** Opening DATA block **

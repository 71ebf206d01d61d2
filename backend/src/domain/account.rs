//! Registered accounts and their password hashes.

use argon2::Argon2;
use argon2::password_hash::{PasswordHash, PasswordHasher, PasswordVerifier, SaltString};
use uuid::Uuid;

use super::{EmailAddress, Error, UserId};

/// Argon2id hash of an account password in PHC string form.
///
/// The salt is embedded in the string, so the value is self-describing and
/// verification needs nothing else.
#[derive(Debug, Clone, PartialEq, Eq)]
pub struct PasswordDigest {
    phc: String,
}

impl PasswordDigest {
    /// Hash `password` under a freshly generated salt.
    ///
    /// # Errors
    /// Returns an internal error if the hasher rejects its inputs.
    ///
    /// # Examples
    /// ```
    /// use yelp::domain::PasswordDigest;
    ///
    /// let digest = PasswordDigest::derive("12345678").expect("hashes");
    /// assert!(digest.as_str().starts_with("$argon2id$"));
    /// assert!(digest.matches("12345678"));
    /// assert!(!digest.matches("87654321"));
    /// ```
    pub fn derive(password: &str) -> Result<Self, Error> {
        let salt = SaltString::encode_b64(Uuid::new_v4().as_bytes())
            .map_err(|err| Error::internal(format!("password salt: {err}")))?;
        let phc = Argon2::default()
            .hash_password(password.as_bytes(), &salt)
            .map_err(|err| Error::internal(format!("password hashing failed: {err}")))?
            .to_string();
        Ok(Self { phc })
    }

    /// Rebuild a hash loaded from storage.
    pub fn from_phc(phc: impl Into<String>) -> Self {
        Self { phc: phc.into() }
    }

    /// Whether `password` verifies against the stored hash.
    ///
    /// A stored value that does not parse as a PHC string never matches.
    pub fn matches(&self, password: &str) -> bool {
        PasswordHash::new(&self.phc).is_ok_and(|parsed| {
            Argon2::default()
                .verify_password(password.as_bytes(), &parsed)
                .is_ok()
        })
    }

    /// PHC string as persisted.
    pub fn as_str(&self) -> &str {
        self.phc.as_str()
    }
}

/// A registered account.
#[derive(Debug, Clone, PartialEq, Eq)]
pub struct Account {
    id: UserId,
    email: EmailAddress,
    password: PasswordDigest,
}

impl Account {
    /// Assemble an account from validated parts.
    pub fn new(id: UserId, email: EmailAddress, password: PasswordDigest) -> Self {
        Self {
            id,
            email,
            password,
        }
    }

    /// Stable user identifier recorded as restaurant owner.
    pub fn id(&self) -> &UserId {
        &self.id
    }

    /// Sign-in email address.
    pub fn email(&self) -> &EmailAddress {
        &self.email
    }

    /// Stored password digest.
    pub fn password(&self) -> &PasswordDigest {
        &self.password
    }
}
//! OpenAPI schema wrappers for domain types.
//!
//! The domain stays free of `utoipa` derives; these mirrors register the
//! shapes under the domain type names instead.

use utoipa::ToSchema;

/// Machine-readable error code carried by every error envelope.
#[derive(ToSchema)]
#[schema(as = crate::domain::ErrorCode)]
pub enum ErrorCodeSchema {
    #[schema(rename = "invalid_request")]
    InvalidRequest,
    #[schema(rename = "unauthorized")]
    Unauthorized,
    #[schema(rename = "not_found")]
    NotFound,
    #[schema(rename = "conflict")]
    Conflict,
    #[schema(rename = "service_unavailable")]
    ServiceUnavailable,
    #[schema(rename = "internal_error")]
    InternalError,
}

/// Error envelope returned for 4xx and 5xx responses.
#[derive(ToSchema)]
#[schema(as = crate::domain::Error)]
#[expect(
    dead_code,
    reason = "Used only for OpenAPI schema generation via utoipa"
)]
pub struct ErrorSchema {
    #[schema(example = "not_found")]
    code: ErrorCodeSchema,
    #[schema(example = "restaurant 7 not found")]
    message: String,
    #[schema(rename = "traceId", example = "3fa85f64-5717-4562-b3fc-2c963f66afa6")]
    trace_id: Option<String>,
    details: Option<serde_json::Value>,
}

** Closing DATA block **

● **TASK PROMPT**
Find the lines above that contain the word "hashes" and collect them.

● **WORKED SOLUTION**
//! Registered accounts and their password hashes.
    /// let digest = PasswordDigest::derive("12345678").expect("hashes");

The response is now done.